═════ The data

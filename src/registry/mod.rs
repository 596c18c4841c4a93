//! The student registry.
//!
//! [`Registry`] exclusively owns every [`Student`] it holds, keyed by
//! identifier and kept in insertion order. It is an ordinary value: create
//! one, pass it by reference to whoever needs it. If several threads need it,
//! wrap the whole registry in a single mutex.

pub mod types;

pub use types::{ClassSummary, RecapRow, Student};

use indexmap::IndexMap;
use indexmap::map::Entry;
use tracing::debug;

use crate::error::{Result, TrackerError};
use crate::grading::calculator::validate_percent;
use crate::grading::utility::{mean, round2};
use crate::grading::{GradeComponents, GradingPolicy};

#[derive(Debug, Default)]
pub struct Registry {
    students: IndexMap<String, Student>,
    policy: GradingPolicy,
}

impl Registry {
    /// Creates an empty registry using the default grading policy.
    pub fn new() -> Self {
        Self::default()
    }

    /// Creates an empty registry that scores with `policy`.
    ///
    /// Fails with [`TrackerError::Validation`] if the policy breaks any of the
    /// rules checked by [`GradingPolicy::validate`].
    pub fn with_policy(policy: GradingPolicy) -> Result<Self> {
        policy.validate()?;
        Ok(Self {
            students: IndexMap::new(),
            policy,
        })
    }

    pub fn policy(&self) -> &GradingPolicy {
        &self.policy
    }

    pub fn len(&self) -> usize {
        self.students.len()
    }

    pub fn is_empty(&self) -> bool {
        self.students.is_empty()
    }

    pub fn contains(&self, identifier: &str) -> bool {
        self.students.contains_key(identifier)
    }

    pub fn get(&self, identifier: &str) -> Option<&Student> {
        self.students.get(identifier)
    }

    /// Adds a new student at the end of the iteration order.
    ///
    /// Identifier and name are trimmed and must not be empty. An identifier
    /// that is already present fails with [`TrackerError::DuplicateKey`] and
    /// leaves the stored record untouched.
    pub fn add_student(&mut self, identifier: &str, name: &str) -> Result<()> {
        let identifier = identifier.trim();
        let name = name.trim();
        if identifier.is_empty() {
            return Err(TrackerError::Validation(
                "student identifier must not be empty".to_string(),
            ));
        }
        if name.is_empty() {
            return Err(TrackerError::Validation(format!(
                "name for student '{identifier}' must not be empty"
            )));
        }

        match self.students.entry(identifier.to_string()) {
            Entry::Occupied(_) => Err(TrackerError::DuplicateKey(identifier.to_string())),
            Entry::Vacant(slot) => {
                slot.insert(Student::new(identifier.to_string(), name.to_string()));
                debug!(identifier, name, "Student added");
                Ok(())
            }
        }
    }

    /// Overwrites the attendance percentage of an existing student.
    pub fn set_attendance(&mut self, identifier: &str, percent: f64) -> Result<()> {
        let student = self.student_mut(identifier)?;
        validate_percent("attendance", percent)?;
        student.attendance = Some(percent);
        debug!(identifier, percent, "Attendance set");
        Ok(())
    }

    /// Overwrites all four grade components of an existing student.
    ///
    /// Every component is validated before anything is written, so a
    /// rejected call leaves the previous components intact.
    pub fn set_grades(
        &mut self,
        identifier: &str,
        quiz: f64,
        assignment: f64,
        midterm: f64,
        final_exam: f64,
    ) -> Result<()> {
        let student = self.student_mut(identifier)?;
        let grades = GradeComponents::new(quiz, assignment, midterm, final_exam)?;
        student.grades = grades;
        debug!(identifier, ?grades, "Grades set");
        Ok(())
    }

    /// Yields one freshly computed row per student, in insertion order.
    ///
    /// The iterator is lazy and borrows the registry; call again for a new pass.
    pub fn recap(&self) -> impl Iterator<Item = RecapRow> + '_ {
        self.students
            .values()
            .map(|student| student.recap_row(&self.policy))
    }

    /// Recap rows whose final score is below the policy's remedial threshold.
    pub fn remedial(&self) -> impl Iterator<Item = RecapRow> + '_ {
        remedial(self.recap(), self.policy.remedial_below)
    }

    /// Student count, mean final score and remedial count over the current recap.
    pub fn class_summary(&self) -> ClassSummary {
        let scores: Vec<f64> = self.recap().map(|row| row.final_score).collect();
        let remedial = scores
            .iter()
            .filter(|score| **score < self.policy.remedial_below)
            .count();
        ClassSummary {
            students: scores.len(),
            mean_final_score: round2(mean(&scores)),
            remedial,
        }
    }

    fn student_mut(&mut self, identifier: &str) -> Result<&mut Student> {
        self.students
            .get_mut(identifier)
            .ok_or_else(|| TrackerError::NotFound(identifier.to_string()))
    }
}

/// Keeps only rows whose final score is strictly below `threshold`, preserving order.
pub fn remedial<I>(rows: I, threshold: f64) -> impl Iterator<Item = RecapRow>
where
    I: IntoIterator<Item = RecapRow>,
{
    rows.into_iter()
        .filter(move |row| row.final_score < threshold)
}
pub mod error;
pub mod grading;
pub mod ingest;
pub mod output;
pub mod registry;
pub mod report;

pub use error::{Result, TrackerError};
pub use registry::{RecapRow, Registry};
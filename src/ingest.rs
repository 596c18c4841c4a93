//! CSV bootstrap of the registry from attendance and grades sources.
//!
//! Attendance source columns: `student_id, name, week1..weekN`, each week cell
//! `1` (present), `0` or empty (absent).
//! Grades source columns: `student_id, quiz, assignment, mid, final`.
//!
//! Bad rows are skipped with a warning; loading continues with the next row.

use std::fs::File;
use std::io::Read;
use std::path::Path;

use serde::Deserialize;
use tracing::{info, warn};

use crate::error::{Result, TrackerError};
use crate::grading::utility::round2;
use crate::registry::Registry;

/// Counts of what a load did to the registry.
#[derive(Debug, Default, Clone, Copy, PartialEq, Eq)]
pub struct LoadSummary {
    pub added: usize,
    pub duplicates: usize,
    pub graded: usize,
    pub skipped: usize,
}

/// A single row deserialized from the grades CSV. Missing or empty cells count as 0.
#[derive(Debug, Deserialize)]
struct GradeRow {
    student_id: String,
    #[serde(default)]
    quiz: Option<f64>,
    #[serde(default)]
    assignment: Option<f64>,
    #[serde(default)]
    mid: Option<f64>,
    #[serde(default)]
    r#final: Option<f64>,
}

/// Loads both CSV files into `registry`: attendance first, then grades.
pub fn bootstrap_from_csv(
    registry: &mut Registry,
    attendance_path: impl AsRef<Path>,
    grades_path: impl AsRef<Path>,
) -> Result<LoadSummary> {
    let attendance_path = attendance_path.as_ref();
    let grades_path = grades_path.as_ref();

    let attendance =
        File::open(attendance_path).map_err(|e| TrackerError::io(attendance_path, e))?;
    let grades = File::open(grades_path).map_err(|e| TrackerError::io(grades_path, e))?;

    let mut summary = load_attendance(registry, attendance)?;
    let graded = load_grades(registry, grades)?;
    summary.graded = graded.graded;
    summary.skipped += graded.skipped;

    info!(
        added = summary.added,
        duplicates = summary.duplicates,
        graded = summary.graded,
        skipped = summary.skipped,
        "CSV data loaded"
    );
    Ok(summary)
}

/// Adds every student of an attendance source and sets their attendance percentage.
///
/// A student that already exists keeps its record, but its attendance is
/// still updated from the row.
pub fn load_attendance<R: Read>(registry: &mut Registry, reader: R) -> Result<LoadSummary> {
    let mut rdr = csv::ReaderBuilder::new().trim(csv::Trim::All).from_reader(reader);
    let headers = rdr.headers()?.clone();

    let id_col = column(&headers, "student_id")?;
    let name_col = column(&headers, "name")?;
    let week_cols: Vec<usize> = headers
        .iter()
        .enumerate()
        .filter(|(_, h)| h.starts_with("week"))
        .map(|(i, _)| i)
        .collect();

    let mut summary = LoadSummary::default();

    for (line, result) in rdr.records().enumerate() {
        let record = match result {
            Ok(record) => record,
            Err(e) => {
                warn!(row = line + 1, error = %e, "Skipping malformed attendance row");
                summary.skipped += 1;
                continue;
            }
        };
        let identifier = record.get(id_col).unwrap_or_default();
        let name = record.get(name_col).unwrap_or_default();

        let percent = match attendance_percent(&record, &week_cols) {
            Ok(percent) => percent,
            Err(e) => {
                warn!(row = line + 1, identifier, error = %e, "Skipping attendance row");
                summary.skipped += 1;
                continue;
            }
        };

        match registry.add_student(identifier, name) {
            Ok(()) => summary.added += 1,
            Err(TrackerError::DuplicateKey(id)) => {
                info!(identifier = %id, "Student already registered, updating attendance");
                summary.duplicates += 1;
            }
            Err(e) => {
                warn!(row = line + 1, error = %e, "Skipping attendance row");
                summary.skipped += 1;
                continue;
            }
        }

        if let Some(percent) = percent {
            registry.set_attendance(identifier.trim(), percent)?;
        }
    }

    Ok(summary)
}

/// Sets the grade components of students already in the registry.
///
/// Rows for unknown students or with out-of-range values are skipped.
pub fn load_grades<R: Read>(registry: &mut Registry, reader: R) -> Result<LoadSummary> {
    let mut rdr = csv::ReaderBuilder::new().trim(csv::Trim::All).from_reader(reader);
    let mut summary = LoadSummary::default();

    for (line, result) in rdr.deserialize::<GradeRow>().enumerate() {
        let row = match result {
            Ok(row) => row,
            Err(e) => {
                warn!(row = line + 1, error = %e, "Skipping malformed grades row");
                summary.skipped += 1;
                continue;
            }
        };

        let outcome = registry.set_grades(
            &row.student_id,
            row.quiz.unwrap_or(0.0),
            row.assignment.unwrap_or(0.0),
            row.mid.unwrap_or(0.0),
            row.r#final.unwrap_or(0.0),
        );
        match outcome {
            Ok(()) => summary.graded += 1,
            Err(e) => {
                warn!(row = line + 1, identifier = %row.student_id, error = %e, "Skipping grades row");
                summary.skipped += 1;
            }
        }
    }

    Ok(summary)
}

fn column(headers: &csv::StringRecord, name: &str) -> Result<usize> {
    headers
        .iter()
        .position(|h| h == name)
        .ok_or_else(|| TrackerError::Validation(format!("missing required column '{name}'")))
}

/// Share of week cells flagged present, as a percentage rounded to two decimals.
/// `None` when the source has no week columns.
fn attendance_percent(record: &csv::StringRecord, week_cols: &[usize]) -> Result<Option<f64>> {
    if week_cols.is_empty() {
        return Ok(None);
    }

    let mut present = 0usize;
    for &col in week_cols {
        match record.get(col).unwrap_or_default() {
            "1" => present += 1,
            "0" | "" => {}
            other => {
                return Err(TrackerError::Validation(format!(
                    "attendance flag must be 0, 1 or empty, got '{other}'"
                )));
            }
        }
    }

    Ok(Some(round2(present as f64 / week_cols.len() as f64 * 100.0)))
}
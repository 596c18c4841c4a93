//! CLI entry point for the student performance tracker.
//!
//! Loads attendance and grades from CSV, then prints recaps, writes
//! Markdown/HTML reports or exports the recap. `menu` starts an interactive
//! session on an empty registry.

mod menu;
mod table;

use anyhow::{Context, Result};
use clap::{Args, Parser, Subcommand, ValueEnum};
use std::ffi::OsStr;
use std::path::{Path, PathBuf};
use student_tracker::grading::GradingPolicy;
use student_tracker::ingest::bootstrap_from_csv;
use student_tracker::output::{recap_json, save_text, write_recap_csv};
use student_tracker::report::{build_html_report, build_markdown_report};
use student_tracker::{RecapRow, Registry};
use tracing::{debug, info};
use tracing_subscriber::{
    EnvFilter, Layer,
    fmt::{self, format::FmtSpan},
    layer::SubscriberExt,
    util::SubscriberInitExt,
};

#[derive(Parser)]
#[command(name = "student_tracker")]
#[command(about = "Track attendance and grades, and build class reports", long_about = None)]
struct Cli {
    #[command(subcommand)]
    command: Commands,
}

#[derive(Subcommand)]
enum Commands {
    /// Print the recap of every student
    Recap {
        #[command(flatten)]
        data: DataArgs,
    },
    /// Print students whose final score is below the remedial threshold
    Remedial {
        #[command(flatten)]
        data: DataArgs,
    },
    /// Render the recap as a Markdown or HTML report
    Report {
        #[command(flatten)]
        data: DataArgs,

        /// Output format
        #[arg(short, long, value_enum, default_value_t = ReportFormat::Markdown)]
        format: ReportFormat,

        /// Output path (defaults to out/report.md or out/report.html)
        #[arg(short, long)]
        output: Option<PathBuf>,

        /// Only include remedial students
        #[arg(long, default_value_t = false)]
        remedial: bool,
    },
    /// Export the recap as CSV or JSON
    Export {
        #[command(flatten)]
        data: DataArgs,

        /// Output format
        #[arg(short, long, value_enum, default_value_t = ExportFormat::Csv)]
        format: ExportFormat,

        /// Output path (defaults to out/recap.csv or out/recap.json)
        #[arg(short, long)]
        output: Option<PathBuf>,
    },
    /// Start the interactive menu
    Menu {
        /// Grading policy JSON file (falls back to $TRACKER_POLICY)
        #[arg(long)]
        policy: Option<PathBuf>,
    },
}

#[derive(Args)]
struct DataArgs {
    /// Attendance CSV (student_id, name, week1..weekN)
    #[arg(short, long, default_value = "data/attendance.csv")]
    attendance: PathBuf,

    /// Grades CSV (student_id, quiz, assignment, mid, final)
    #[arg(short, long, default_value = "data/grades.csv")]
    grades: PathBuf,

    /// Grading policy JSON file (falls back to $TRACKER_POLICY)
    #[arg(long)]
    policy: Option<PathBuf>,
}

#[derive(Clone, Copy, ValueEnum)]
enum ReportFormat {
    Markdown,
    Html,
}

impl ReportFormat {
    fn file_name(self) -> &'static str {
        match self {
            ReportFormat::Markdown => "report.md",
            ReportFormat::Html => "report.html",
        }
    }
}

#[derive(Clone, Copy, ValueEnum)]
enum ExportFormat {
    Csv,
    Json,
}

fn main() -> Result<()> {
    dotenvy::dotenv().ok(); // Load .env file

    // Logging setup: colored stderr + JSON rolling log file
    let log_file_path =
        std::env::var("LOG_FILE_PATH").unwrap_or_else(|_| "logs/student_tracker.log".to_string());
    let log_dir = Path::new(&log_file_path)
        .parent()
        .filter(|p| !p.as_os_str().is_empty())
        .unwrap_or(Path::new("logs"));
    let log_file_name = Path::new(&log_file_path)
        .file_name()
        .unwrap_or(OsStr::new("student_tracker.log"));

    let file_appender = tracing_appender::rolling::daily(log_dir, log_file_name);
    let (non_blocking_file, _file_guard) = tracing_appender::non_blocking(file_appender);

    let stderr_layer = fmt::layer()
        .with_target(true)
        .with_span_events(FmtSpan::CLOSE)
        .with_ansi(true)
        .with_writer(std::io::stderr)
        .with_filter(EnvFilter::from_env("RUST_LOG").add_directive("info".parse()?));

    let json_layer = fmt::layer()
        .json()
        .with_current_span(true)
        .with_span_list(true)
        .with_writer(non_blocking_file)
        .with_filter(EnvFilter::from_env("RUST_LOG_JSON").add_directive("debug".parse()?));

    tracing_subscriber::registry()
        .with(stderr_layer)
        .with(json_layer)
        .init();

    let cli = Cli::parse();

    match cli.command {
        Commands::Recap { data } => {
            let registry = load_registry(&data)?;
            let rows: Vec<RecapRow> = registry.recap().collect();
            println!("{}", table::format_recap("Student Performance Recap", &rows));
            let summary = registry.class_summary();
            info!(
                students = summary.students,
                mean_final_score = summary.mean_final_score,
                remedial = summary.remedial,
                "Class summary"
            );
        }
        Commands::Remedial { data } => {
            let registry = load_registry(&data)?;
            let rows: Vec<RecapRow> = registry.remedial().collect();
            let title = format!(
                "Remedial Students (final score < {})",
                registry.policy().remedial_below
            );
            println!("{}", table::format_recap(&title, &rows));
        }
        Commands::Report {
            data,
            format,
            output,
            remedial,
        } => {
            let registry = load_registry(&data)?;
            let rows: Vec<RecapRow> = if remedial {
                registry.remedial().collect()
            } else {
                registry.recap().collect()
            };
            let path = write_report(&rows, format, output)?;
            println!("Report saved to {}", path.display());
        }
        Commands::Export {
            data,
            format,
            output,
        } => {
            let registry = load_registry(&data)?;
            let rows: Vec<RecapRow> = registry.recap().collect();
            match format {
                ExportFormat::Csv => {
                    let path = output.unwrap_or_else(|| PathBuf::from("out/recap.csv"));
                    write_recap_csv(&path, &rows)?;
                }
                ExportFormat::Json => {
                    let path = output.unwrap_or_else(|| PathBuf::from("out/recap.json"));
                    save_text(&path, &recap_json(&rows)?)?;
                }
            }
        }
        Commands::Menu { policy } => {
            let registry = Registry::with_policy(resolve_policy(policy)?)?;
            menu::run(registry)?;
        }
    }

    Ok(())
}

/// Picks the policy file from the flag, then `$TRACKER_POLICY`, else the built-in default.
fn resolve_policy(flag: Option<PathBuf>) -> Result<GradingPolicy> {
    let path = flag.or_else(|| std::env::var_os("TRACKER_POLICY").map(PathBuf::from));
    match path {
        Some(path) => GradingPolicy::load(&path)
            .with_context(|| format!("Failed to load grading policy from {}", path.display())),
        None => {
            debug!("Using default grading policy");
            Ok(GradingPolicy::default())
        }
    }
}

fn load_registry(data: &DataArgs) -> Result<Registry> {
    let mut registry = Registry::with_policy(resolve_policy(data.policy.clone())?)?;
    bootstrap_from_csv(&mut registry, &data.attendance, &data.grades)
        .context("Failed to load CSV data")?;
    Ok(registry)
}

/// Renders and saves a report, refusing to write one without any rows.
/// Returns the path written; without `output` the report goes under `out/`.
fn write_report(
    rows: &[RecapRow],
    format: ReportFormat,
    output: Option<PathBuf>,
) -> Result<PathBuf> {
    if rows.is_empty() {
        anyhow::bail!("No data to report");
    }

    let content = match format {
        ReportFormat::Markdown => build_markdown_report(rows),
        ReportFormat::Html => build_html_report(rows),
    };
    let path = output.unwrap_or_else(|| Path::new("out").join(format.file_name()));
    save_text(&path, &content)?;
    Ok(path)
}
//! Persistence of rendered reports and recap exports.
//!
//! Supports plain text documents, CSV export and JSON export.

use std::fs::{self, File};
use std::io::Write;
use std::path::Path;

use chrono::{DateTime, Utc};
use csv::WriterBuilder;
use serde::Serialize;
use tracing::{debug, info};

use crate::error::{Result, TrackerError};
use crate::registry::RecapRow;

/// Writes `content` to `path`, creating missing parent directories and
/// truncating any existing file.
///
/// The file handle is closed on every return path. The write is not atomic:
/// a failure part way through can leave a truncated file behind.
pub fn save_text(path: impl AsRef<Path>, content: &str) -> Result<()> {
    let path = path.as_ref();
    ensure_parent_dir(path)?;

    let mut file = File::create(path).map_err(|e| TrackerError::io(path, e))?;
    file.write_all(content.as_bytes())
        .and_then(|()| file.flush())
        .map_err(|e| TrackerError::io(path, e))?;

    info!(path = %path.display(), bytes = content.len(), "Document saved");
    Ok(())
}

/// Writes recap rows to a CSV file with a header row, replacing any existing file.
pub fn write_recap_csv(path: impl AsRef<Path>, rows: &[RecapRow]) -> Result<()> {
    let path = path.as_ref();
    ensure_parent_dir(path)?;

    let file = File::create(path).map_err(|e| TrackerError::io(path, e))?;
    let mut writer = WriterBuilder::new().has_headers(true).from_writer(file);

    for row in rows {
        writer.serialize(row)?;
    }
    writer.flush().map_err(|e| TrackerError::io(path, e))?;

    info!(path = %path.display(), rows = rows.len(), "Recap CSV written");
    Ok(())
}

/// JSON envelope for an exported recap.
#[derive(Serialize)]
pub struct RecapExport<'a> {
    pub generated_at: DateTime<Utc>,
    pub students: &'a [RecapRow],
}

/// Serializes recap rows as pretty-printed JSON stamped with the current time.
pub fn recap_json(rows: &[RecapRow]) -> Result<String> {
    let export = RecapExport {
        generated_at: Utc::now(),
        students: rows,
    };
    serde_json::to_string_pretty(&export)
        .map_err(|e| TrackerError::Validation(format!("recap could not be serialized: {e}")))
}

fn ensure_parent_dir(path: &Path) -> Result<()> {
    if let Some(parent) = path.parent().filter(|p| !p.as_os_str().is_empty()) {
        if !parent.exists() {
            debug!(dir = %parent.display(), "Creating output directory");
        }
        fs::create_dir_all(parent).map_err(|e| TrackerError::io(parent, e))?;
    }
    Ok(())
}
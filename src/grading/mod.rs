//! Score computation and letter classification.
//!
//! This module turns the four grade components of a student into a final
//! weighted score and maps that score onto letter grade bands. Both the
//! weights and the bands come from a [`GradingPolicy`].

pub mod calculator;
pub mod grade;
pub mod policy;
pub mod utility;

pub use calculator::{GradeComponents, final_score};
pub use policy::{GradeBand, GradeScale, GradingPolicy, Weights};
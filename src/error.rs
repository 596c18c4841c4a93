//! Error taxonomy shared by the registry, ingestion and persistence layers.

use std::path::PathBuf;

use thiserror::Error;

/// Errors raised by tracker operations.
///
/// None of these are retried internally; callers decide whether to report
/// and continue or to abort.
#[derive(Debug, Error)]
pub enum TrackerError {
    /// A value fell outside its declared domain, or a required field was
    /// missing or malformed.
    #[error("validation failed: {0}")]
    Validation(String),

    /// `add_student` was called with an identifier that is already stored.
    #[error("student '{0}' already exists")]
    DuplicateKey(String),

    /// A mutation targeted an identifier that was never added.
    #[error("student '{0}' not found")]
    NotFound(String),

    /// A file could not be read or written.
    #[error("I/O error on {path}: {source}")]
    Io {
        path: PathBuf,
        #[source]
        source: std::io::Error,
    },

    /// A CSV source could not be decoded.
    #[error("CSV error: {0}")]
    Csv(#[from] csv::Error),
}

impl TrackerError {
    pub(crate) fn io(path: impl Into<PathBuf>, source: std::io::Error) -> Self {
        Self::Io {
            path: path.into(),
            source,
        }
    }
}

/// Result type for tracker operations.
pub type Result<T> = std::result::Result<T, TrackerError>;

══════════

◆ **Task to carry out**
The task calls for every line of the material that contains the string "Overwrites".

◆ **Output**
    /// Overwrites the attendance percentage of an existing student.
    /// Overwrites all four grade components of an existing student.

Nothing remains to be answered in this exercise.